02 — Publishing cadence

One new article a week, on average.

We’d rather publish one carefully-checked article per week than five rushed ones. The cadence is:

  • We publish a new article approximately every Tuesday.
  • Articles run 800-1500 words, typically 5-6 minutes to read.
  • Each article links to the tool that lets you apply the idea to your own numbers.
  • Article topics are chosen from reader questions, tool-usage patterns, and the gaps we find when reviewing existing coverage.

The Articles index always shows the most recent publishing date at the top, so you can see whether the cadence is holding.

03 — Review process

What “reviewed by the editorial team” means.

Every article goes through the same checks before it goes live:

  • Numeric review.
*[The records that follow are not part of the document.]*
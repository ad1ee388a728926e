//! Load/store of execution state with versioned writes
//!
//! All multi-field mutations flow through [`ExecutionRepository::update`],
//! which re-reads and re-applies the caller's delta on version conflict. The
//! in-record `version` mirrors the store-side version after every write, so
//! it strictly increases across successful writes.

use std::sync::Arc;

use super::occ::OccConfig;
use crate::store::{keys, StateStore};
use crate::types::{EngineError, EngineResult, ExecutionId, ExecutionState, StoreError};

pub struct ExecutionRepository {
    store: Arc<dyn StateStore>,
    occ: OccConfig,
}

impl ExecutionRepository {
    pub fn new(store: Arc<dyn StateStore>, occ: OccConfig) -> Self {
        Self { store, occ }
    }

    pub fn store(&self) -> &Arc<dyn StateStore> {
        &self.store
    }

    /// Persist a brand-new execution record. Fails if the id already exists.
    pub async fn create(&self, state: &mut ExecutionState) -> EngineResult<()> {
        let key = keys::execution_state(state.execution_id);
        // Stamp the version the store will assign so the stored record and
        // the store-side counter agree from the first write.
        state.version = 1;
        let value = serde_json::to_string(state)
            .map_err(|e| EngineError::Store(StoreError::Serialization(e.to_string())))?;
        let version = self
            .store
            .put_versioned(&key, &value, None, None)
            .await
            .map_err(EngineError::Store)?;
        state.version = version;
        Ok(())
    }

    async fn persist(&self, state: &mut ExecutionState, expected: u64) -> EngineResult<()> {
        let key = keys::execution_state(state.execution_id);
        state.version = expected + 1;
        let value = serde_json::to_string(state)
            .map_err(|e| EngineError::Store(StoreError::Serialization(e.to_string())))?;
        let version = self
            .store
            .put_versioned(&key, &value, Some(expected), None)
            .await
            .map_err(EngineError::Store)?;
        state.version = version;
        Ok(())
    }

    /// Load an execution record, if present.
    pub async fn load(&self, execution_id: ExecutionId) -> EngineResult<Option<ExecutionState>> {
        let key = keys::execution_state(execution_id);
        match self.store.get_versioned(&key).await.map_err(EngineError::Store)? {
            Some(versioned) => {
                let mut state: ExecutionState = serde_json::from_str(&versioned.value)
                    .map_err(|e| EngineError::Store(StoreError::Serialization(e.to_string())))?;
                state.version = versioned.version;
                Ok(Some(state))
            }
            None => Ok(None),
        }
    }

    /// Load or fail with `ExecutionNotFound`.
    pub async fn load_required(&self, execution_id: ExecutionId) -> EngineResult<ExecutionState> {
        self.load(execution_id)
            .await?
            .ok_or(EngineError::ExecutionNotFound { execution_id })
    }

    /// Read-modify-write with OCC retries. `mutate` must be a pure function
    /// of the state it is given; it may run more than once.
    pub async fn update<F>(
        &self,
        execution_id: ExecutionId,
        mutate: F,
    ) -> EngineResult<ExecutionState>
    where
        F: Fn(&mut ExecutionState) -> EngineResult<()>,
    {
        let mut attempt = 0u32;
        loop {
            let key = keys::execution_state(execution_id);
            let versioned = self
                .store
                .get_versioned(&key)
                .await
                .map_err(EngineError::Store)?
                .ok_or(EngineError::ExecutionNotFound { execution_id })?;
            let mut state: ExecutionState = serde_json::from_str(&versioned.value)
                .map_err(|e| EngineError::Store(StoreError::Serialization(e.to_string())))?;
            state.version = versioned.version;

            mutate(&mut state)?;
            state.touch();

            match self.persist(&mut state, versioned.version).await {
                Ok(()) => return Ok(state),
                Err(EngineError::Store(StoreError::VersionConflict { .. }))
                    if attempt < self.occ.max_retries =>
                {
                    attempt += 1;
                    tracing::debug!(
                        execution_id = %execution_id,
                        attempt,
                        "version conflict, rebasing update"
                    );
                    tokio::time::sleep(self.occ.backoff(attempt)).await;
                }
                Err(e) => return Err(e),
            }
        }
    }

    /// Whether a cancellation tombstone exists for this execution.
    pub async fn is_cancelled(&self, execution_id: ExecutionId) -> EngineResult<bool> {
        let key = keys::tombstone(execution_id);
        Ok(self.store.get(&key).await.map_err(EngineError::Store)?.is_some())
    }
}
impl DlqMonitor {
    pub fn new(
        store: Arc<dyn StateStore>,
        repository: Arc<ExecutionRepository>,
        checkpoints: Arc<CheckpointManager>,
        compensator: Arc<SagaCompensator>,
        queue: Arc<dyn JobQueue>,
        outbox: Arc<OutboxWriter>,
        config: DlqConfig,
    ) -> Self {
        Self {
            store,
            repository,
            checkpoints,
            compensator,
            queue,
            outbox,
            config,
        }
    }

    /// One scan pass. Returns the ids of executions acted upon.
    pub async fn scan_once(&self) -> EngineResult<Vec<ExecutionId>> {
        let entries = self
            .store
            .scan_prefix(keys::EXEC_PREFIX)
            .await
            .map_err(EngineError::Store)?;
        let now = Utc::now();
        let mut touched = Vec::new();

        for (key, value) in entries {
            let Some(execution_id) = keys::execution_id_from_state_key(&key) else {
                continue;
            };
            let Ok(state) = serde_json::from_str::<crate::types::ExecutionState>(&value) else {
                tracing::warn!(key = %key, "unreadable execution record during DLQ scan");
                continue;
            };
            if !matches!(
                state.status,
                ExecutionStatus::Executing
                    | ExecutionStatus::AwaitingResume
                    | ExecutionStatus::Compensating
            ) {
                continue;
            }
            let inactive = now.signed_duration_since(state.last_activity_at);
            if inactive.num_seconds() < self.config.stall_threshold_s as i64 {
                continue;
            }
            // Already parked: leave it for the operator.
            if self
                .store
                .get(&keys::dlq_entry(execution_id))
                .await
                .map_err(EngineError::Store)?
                .is_some()
            {
                continue;
            }

            self.handle_zombie(&state, inactive.num_seconds() as u64)
                .await?;
            touched.push(execution_id);
        }
        Ok(touched)
    }

    async fn handle_zombie(
        &self,
        state: &crate::types::ExecutionState,
        inactive_duration_s: u64,
    ) -> EngineResult<()> {
        let execution_id = state.execution_id;
        let attempts_key = format!("exec:{execution_id}:recovery");
        let attempts: u32 = self
            .store
            .get(&attempts_key)
            .await
            .map_err(EngineError::Store)?
            .and_then(|v| v.parse().ok())
            .unwrap_or(0);

        if attempts < self.config.max_recovery_attempts {
            let cursor = match self.checkpoints.load(execution_id).await? {
                Some(checkpoint) => checkpoint.cursor,
                None => state
                    .next_ready_step()
                    .map(|s| s.step_number)
                    .unwrap_or(0),
            };
            tracing::info!(
                execution_id = %execution_id,
                attempt = attempts + 1,
                cursor,
                "zombie execution, attempting automatic recovery"
            );
            self.store
                .put(
                    &attempts_key,
                    &(attempts + 1).to_string(),
                    Some(Duration::from_secs(self.config.entry_ttl_s)),
                )
                .await
                .map_err(EngineError::Store)?;
            self.queue
                .enqueue(ContinuationJob::continuation(
                    execution_id,
                    cursor,
                    state.segment_number,
                    TraceContext::new(),
                ))
                .await
                .map_err(EngineError::Queue)?;
            return Ok(());
        }

        // Recovery exhausted: park in the DLQ namespace.
        let failed_step_ids = state
            .step_states
            .iter()
            .filter(|s| s.status == StepStatus::Failed)
            .map(|s| s.step_id)
            .collect::<Vec<_>>();
        let failure_reason = state
            .step_states
            .iter()
            .filter_map(|s| s.error.as_ref())
            .map(|e| format!("{}: {}", e.code, e.message))
            .next();
        let entry = DlqEntry {
            execution_id,
            status_at_parking: state.status,
            requires_human_intervention: true,
            failed_step_ids,
            recovery_attempts: attempts,
            failure_reason,
            inactive_duration_s,
            last_activity_at: state.last_activity_at,
            parked_at: Utc::now(),
        };
        let value = serde_json::to_string(&entry)
            .map_err(|e| EngineError::Store(StoreError::Serialization(e.to_string())))?;
        self.store
            .put(
                &keys::dlq_entry(execution_id),
                &value,
                Some(Duration::from_secs(self.config.entry_ttl_s)),
            )
            .await
            .map_err(EngineError::Store)?;
        tracing::warn!(
            execution_id = %execution_id,
            recovery_attempts = attempts,
            "execution parked in DLQ after exhausting automatic recovery"
        );
        Ok(())
    }

    /// Run the scan loop until the task is aborted.
    pub async fn run(self: Arc<Self>) {
        let mut ticker =
            tokio::time::interval(Duration::from_secs(self.config.scan_interval_s));
        ticker.set_missed_tick_behavior(tokio::time::MissedTickBehavior::Skip);
        loop {
            ticker.tick().await;
            match self.scan_once().await {
                Ok(touched) if !touched.is_empty() => {
                    tracing::info!(count = touched.len(), "DLQ scan acted on zombie executions");
                }
                Ok(_) => {}
                Err(e) => tracing::warn!(error = %e, "DLQ scan failed"),
            }
        }
    }

    /// List parked entries with filtering, sorting, and pagination.
    pub async fn list(&self, query: &DlqQuery) -> EngineResult<Vec<DlqEntry>> {
        let raw = self
            .store
            .scan_prefix(keys::DLQ_PREFIX)
            .await
            .map_err(EngineError::Store)?;
        let mut entries: Vec<DlqEntry> = raw
            .into_iter()
            .filter_map(|(_, value)| serde_json::from_str(&value).ok())
            .collect();

        if let Some(status) = query.status {
            entries.retain(|e| e.status_at_parking == status);
        }
        if let Some(min_minutes) = query.min_inactive_minutes {
            entries.retain(|e| e.inactive_duration_s >= min_minutes * 60);
        }

        let sort_by = query.sort_by.unwrap_or(DlqSortField::ParkedAt);
        entries.sort_by(|a, b| {
            let ordering = match sort_by {
                DlqSortField::ParkedAt => a.parked_at.cmp(&b.parked_at),
                DlqSortField::InactiveDuration => {
                    a.inactive_duration_s.cmp(&b.inactive_duration_s)
                }
                DlqSortField::RecoveryAttempts => a.recovery_attempts.cmp(&b.recovery_attempts),
            };
            match query.sort_order.unwrap_or(SortOrder::Desc) {
                SortOrder::Asc => ordering,
                SortOrder::Desc => ordering.reverse(),
            }
        });

        let offset = query.offset.unwrap_or(0);
        let limit = query.limit.unwrap_or(50);
        Ok(entries.into_iter().skip(offset).take(limit).collect())
    }

    /// Aggregate statistics for dashboards.
    pub async fn stats(&self) -> EngineResult<DlqStats> {
        let entries = self.list(&DlqQuery { limit: Some(usize::MAX), ..Default::default() }).await?;
        let total = entries.len();
        let requiring_human = entries.iter().filter(|e| e.requires_human_intervention).count();
        let mean = if total > 0 {
            entries.iter().map(|e| e.inactive_duration_s).sum::<u64>() / total as u64
        } else {
            0
        };
        Ok(DlqStats {
            total,
            requiring_human,
            auto_recoverable: total - requiring_human,
            oldest_parked_at: entries.iter().map(|e| e.parked_at).min(),
            mean_inactive_duration_s: mean,
        })
    }

    /// Fetch one parked entry.
    pub async fn get(&self, execution_id: ExecutionId) -> EngineResult<DlqEntry> {
        match self
            .store
            .get(&keys::dlq_entry(execution_id))
            .await
            .map_err(EngineError::Store)?
        {
            Some(value) => serde_json::from_str(&value)
                .map_err(|e| EngineError::Store(StoreError::Serialization(e.to_string()))),
            None => Err(EngineError::Dlq(DlqError::EntryNotFound { execution_id })),
        }
    }

    /// Operator resume: optionally patch parameters, skip steps, and pick the
    /// resume point, then re-enqueue.
    pub async fn resume(
        &self,
        execution_id: ExecutionId,
        request: &DlqResumeRequest,
    ) -> EngineResult<()> {
        if request.reason.trim().len() < 10 {
            return Err(EngineError::Dlq(DlqError::ResumeRejected {
                reason: "resume reason must be at least 10 characters".into(),
            }));
        }
        // Entry must exist; resuming a live execution is the mesh endpoint's job.
        let _entry = self.get(execution_id).await?;

        let fixed = request.fixed_parameters.clone();
        let skip = request.skip_steps.clone().unwrap_or_default();
        let resume_from = request.resume_from_step;
        let reason = request.reason.clone();
        let admin = request.admin_user_id.clone();
        let store = Arc::clone(&self.store);

        let state = self
            .repository
            .update(execution_id, move |s| {
                let step_index: Vec<(crate::types::StepId, u32)> = s
                    .plan
                    .steps
                    .iter()
                    .map(|st| (st.id, st.step_number))
                    .collect();
                for (step_id, number) in step_index {
                    let Some(step_state) = s
                        .step_states
                        .iter_mut()
                        .find(|st| st.step_id == step_id)
                    else {
                        continue;
                    };
                    if skip.contains(&number) && step_state.status != StepStatus::Completed {
                        step_state.status = StepStatus::Skipped;
                        continue;
                    }
                    if let Some(from) = resume_from {
                        if number < from && step_state.status != StepStatus::Completed {
                            step_state.status = StepStatus::Skipped;
                            continue;
                        }
                    }
                    // Failed or wedged-running steps become runnable again.
                    if matches!(step_state.status, StepStatus::Failed | StepStatus::Running) {
                        step_state.status = StepStatus::Pending;
                        step_state.error = None;
                    }
                }
                if let Some(fixed) = &fixed {
                    // Patch parameters on every step that declares the field.
                    for step in &mut s.plan.steps {
                        if let serde_json::Value::Object(params) = &mut step.parameters {
                            for (key, value) in fixed {
                                if params.contains_key(key) {
                                    params.insert(key.clone(), value.clone());
                                }
                            }
                        }
                    }
                }
                s.status = ExecutionStatus::Executing;
                s.context.insert(
                    "dlq_resume".to_string(),
                    serde_json::json!({ "reason": reason, "admin_user_id": admin }),
                );
                Ok(())
            })
            .await?;

        // Clear locks for steps made runnable again so redelivery executes them.
        for step in &state.plan.steps {
            let step_state = state.step_state(step.id);
            if step_state.map(|s| s.status == StepStatus::Pending).unwrap_or(false) {
                let _ = store
                    .delete(&keys::step_lock(execution_id, step.step_number))
                    .await;
            }
        }
        let _ = store.delete(&format!("exec:{execution_id}:recovery")).await;
        self.store
            .delete(&keys::dlq_entry(execution_id))
            .await
            .map_err(EngineError::Store)?;

        let cursor = state.next_ready_step().map(|s| s.step_number).unwrap_or(0);
        self.queue
            .enqueue(ContinuationJob::continuation(
                execution_id,
                cursor,
                state.segment_number,
                TraceContext::new(),
            ))
            .await
            .map_err(EngineError::Queue)?;
        tracing::info!(
            execution_id = %execution_id,
            admin_user = %request.admin_user_id,
            cursor,
            "execution resumed from DLQ"
        );
        Ok(())
    }

    /// Operator cancel: tombstone, optional compensation, entry removal.
    pub async fn cancel(
        &self,
        execution_id: ExecutionId,
        request: &DlqCancelRequest,
    ) -> EngineResult<()> {
        if request.reason.trim().is_empty() {
            return Err(EngineError::Dlq(DlqError::CancelRejected {
                reason: "cancel reason must not be empty".into(),
            }));
        }
        let _entry = self.get(execution_id).await?;
        let state = self.repository.load_required(execution_id).await?;

        self.store
            .put(
                &keys::tombstone(execution_id),
                &Utc::now().to_rfc3339(),
                Some(Duration::from_secs(self.config.entry_ttl_s)),
            )
            .await
            .map_err(EngineError::Store)?;

        let trace = TraceContext::new();
        if request.attempt_compensation && !state.compensations.is_empty() {
            self.compensator.compensate(execution_id, &trace).await?;
        } else {
            let reason = request.reason.clone();
            let admin = request.admin_user_id.clone();
            self.repository
                .update(execution_id, move |s| {
                    s.status = ExecutionStatus::Cancelled;
                    s.context.insert(
                        "dlq_cancel".to_string(),
                        serde_json::json!({ "reason": reason, "admin_user_id": admin }),
                    );
                    Ok(())
                })
                .await?;
        }
        self.checkpoints.clear(execution_id).await?;
        self.store
            .delete(&keys::dlq_entry(execution_id))
            .await
            .map_err(EngineError::Store)?;
        self.outbox
            .append(
                &SagaEvent::new(EventType::ExecutionCancelled, execution_id)
                    .with_status("CANCELLED")
                    .with_message(&request.reason)
                    .with_trace_id(&trace.trace_id),
            )
            .await
            .map_err(EngineError::Store)?;
        tracing::info!(
            execution_id = %execution_id,
            admin_user = %request.admin_user_id,
            "execution cancelled from DLQ"
        );
        Ok(())
    }
}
Any quantitative claim is verified against a cited public source. Numbers that come from our calc engine are run against the current production version so the article and the tool agree.
  • Language review. An automated lint rule blocks the advisor-language patterns most likely to imply regulated financial advice — phrases that recommend specific actions, frame an option as the top pick for the reader, or claim to provide individualized counsel. Any draft that fails this check is rewritten before it can be published.
  • Compliance review. A human checks that the framing stays educational and that the disclaimer at the bottom is present. The site-wide disclaimer is structural — it appears on every article via the article layout, not a copy-paste step.
  • Tool-link check.If the article references a specific calculation, the call-to-action card at the bottom must link to the tool that performs that calculation. Articles without a tool link aren’t published on the site.
04 — What we don’t do

The things you won’t find on this site.

Most personal finance sites do at least one of these. We’ve made a deliberate choice not to.
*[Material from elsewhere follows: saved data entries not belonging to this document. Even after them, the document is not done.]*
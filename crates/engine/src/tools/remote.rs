//! Remote tool servers
//!
//! A remote server advertises a set of tools and executes them over
//! JSON-over-HTTP. Resolution order in the executor is remote-first: the
//! first server advertising a name wins, then the local registry.

use async_trait::async_trait;
use serde::{Deserialize, Serialize};
use std::collections::HashMap;
use std::time::Duration;

use super::registry::{CompensationRecipe, ToolFailure, ToolResponse};

/// Descriptor a server advertises per tool
#[derive(Debug, Clone, PartialEq, Serialize, Deserialize)]
pub struct RemoteToolDescriptor {
    pub name: String,
    #[serde(skip_serializing_if = "Option::is_none")]
    pub description: Option<String>,
    /// JSON Schema the tool's output must satisfy
    #[serde(skip_serializing_if = "Option::is_none")]
    pub response_schema: Option<serde_json::Value>,
}

/// A server hosting remotely executed tools.
#[async_trait]
pub trait RemoteToolServer: Send + Sync {
    /// Identifier for logs and diagnostics.
    fn server_id(&self) -> &str;

    /// Whether this server advertises `tool_name`.
    fn advertises(&self, tool_name: &str) -> bool;

    /// Descriptor for an advertised tool.
    fn descriptor(&self, tool_name: &str) -> Option<RemoteToolDescriptor>;

    /// Execute an advertised tool.
    async fn execute(
        &self,
        tool_name: &str,
        parameters: serde_json::Value,
        timeout: Duration,
    ) -> Result<ToolResponse, ToolFailure>;
}

/// Wire format for a remote execution response
#[derive(Debug, Deserialize)]
struct RemoteExecuteResponse {
    ok: bool,
    #[serde(default)]
    output: Option<serde_json::Value>,
    #[serde(default)]
    error: Option<String>,
    #[serde(default)]
    error_code: Option<String>,
    #[serde(default)]
    compensation: Option<CompensationRecipe>,
}

/// JSON-over-HTTP implementation of [`RemoteToolServer`].
pub struct HttpToolServer {
    server_id: String,
    base_url: String,
    client: reqwest::Client,
    tools: HashMap<String, RemoteToolDescriptor>,
}

impl HttpToolServer {
    /// Build a server facade from its advertised tool list (obtained at
    /// discovery time; the catalog itself is external to the engine).
    pub fn new(server_id: &str, base_url: &str, tools: Vec<RemoteToolDescriptor>) -> Self {
        Self {
            server_id: server_id.to_string(),
            base_url: base_url.trim_end_matches('/').to_string(),
            client: reqwest::Client::new(),
            tools: tools.into_iter().map(|t| (t.name.clone(), t)).collect(),
        }
    }
}

#[async_trait]
impl RemoteToolServer for HttpToolServer {
    fn server_id(&self) -> &str {
        &self.server_id
    }

    fn advertises(&self, tool_name: &str) -> bool {
        self.tools.contains_key(tool_name)
    }

    fn descriptor(&self, tool_name: &str) -> Option<RemoteToolDescriptor> {
        self.tools.get(tool_name).cloned()
    }

    async fn execute(
        &self,
        tool_name: &str,
        parameters: serde_json::Value,
        timeout: Duration,
    ) -> Result<ToolResponse, ToolFailure> {
        let url = format!("{}/tools/{}/execute", self.base_url, tool_name);
        let response = self
            .client
            .post(&url)
            .timeout(timeout)
            .json(&serde_json::json!({ "parameters": parameters }))
            .send()
            .await
            .map_err(|e| ToolFailure::technical(format!("request failed: {e}")))?;

        let status = response.status();
        if status.as_u16() == 429 || status.is_server_error() {
            return Err(ToolFailure::technical(format!("HTTP {status}")));
        }
        if !status.is_success() {
            return Err(ToolFailure::logical(
                "REMOTE_REJECTED",
                format!("HTTP {status}"),
            ));
        }

        let body: RemoteExecuteResponse = response
            .json()
            .await
            .map_err(|e| ToolFailure::technical(format!("malformed response: {e}")))?;

        if body.ok {
            Ok(ToolResponse {
                output: body.output.unwrap_or(serde_json::Value::Null),
                compensation: body.compensation,
            })
        } else {
            Err(ToolFailure::logical(
                body.error_code.unwrap_or_else(|| "TOOL_ERROR".into()),
                body.error.unwrap_or_else(|| "unspecified tool error".into()),
            ))
        }
    }
}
  • Personalized recommendations

    Nothing on the site recommends a specific product, lender, or course of action for an individual reader. We explain mechanisms; readers make decisions.

  • Stock or asset picks

    Articles don't tell readers which stocks, funds, ETFs, or crypto assets to buy or sell. Investment selection is outside our scope and outside our license to opine on.

  • Get-rich-quick framing

    We don't promise outsized returns, hidden shortcuts, or strategies that beat "what advisors don't want you to know." The math of personal finance is mostly boring; we keep the framing honest about that.

  • SEO-keyword stuffing

    We don't pad articles with synonym lists, fake FAQs, or AI-generated filler to rank for search terms. Each article is written to be useful to a reader who already searched — not to game the search.

05 — Flagging errors

If you spot something wrong, tell us.

If a number in an article looks wrong, an explanation contradicts your experience, or a sentence reads like advice when it shouldn’t — email brendan@aplomia.com with the article URL and what you noticed.

We fix confirmed errors within 5 business days and add a dated correction note at the bottom of the affected article. Errors in the calc engine itself go to methodology-brendan@aplomia.com — see the Methodology page for how those get triaged.

We’d rather hear about a small typo than ship a wrong number to the next reader.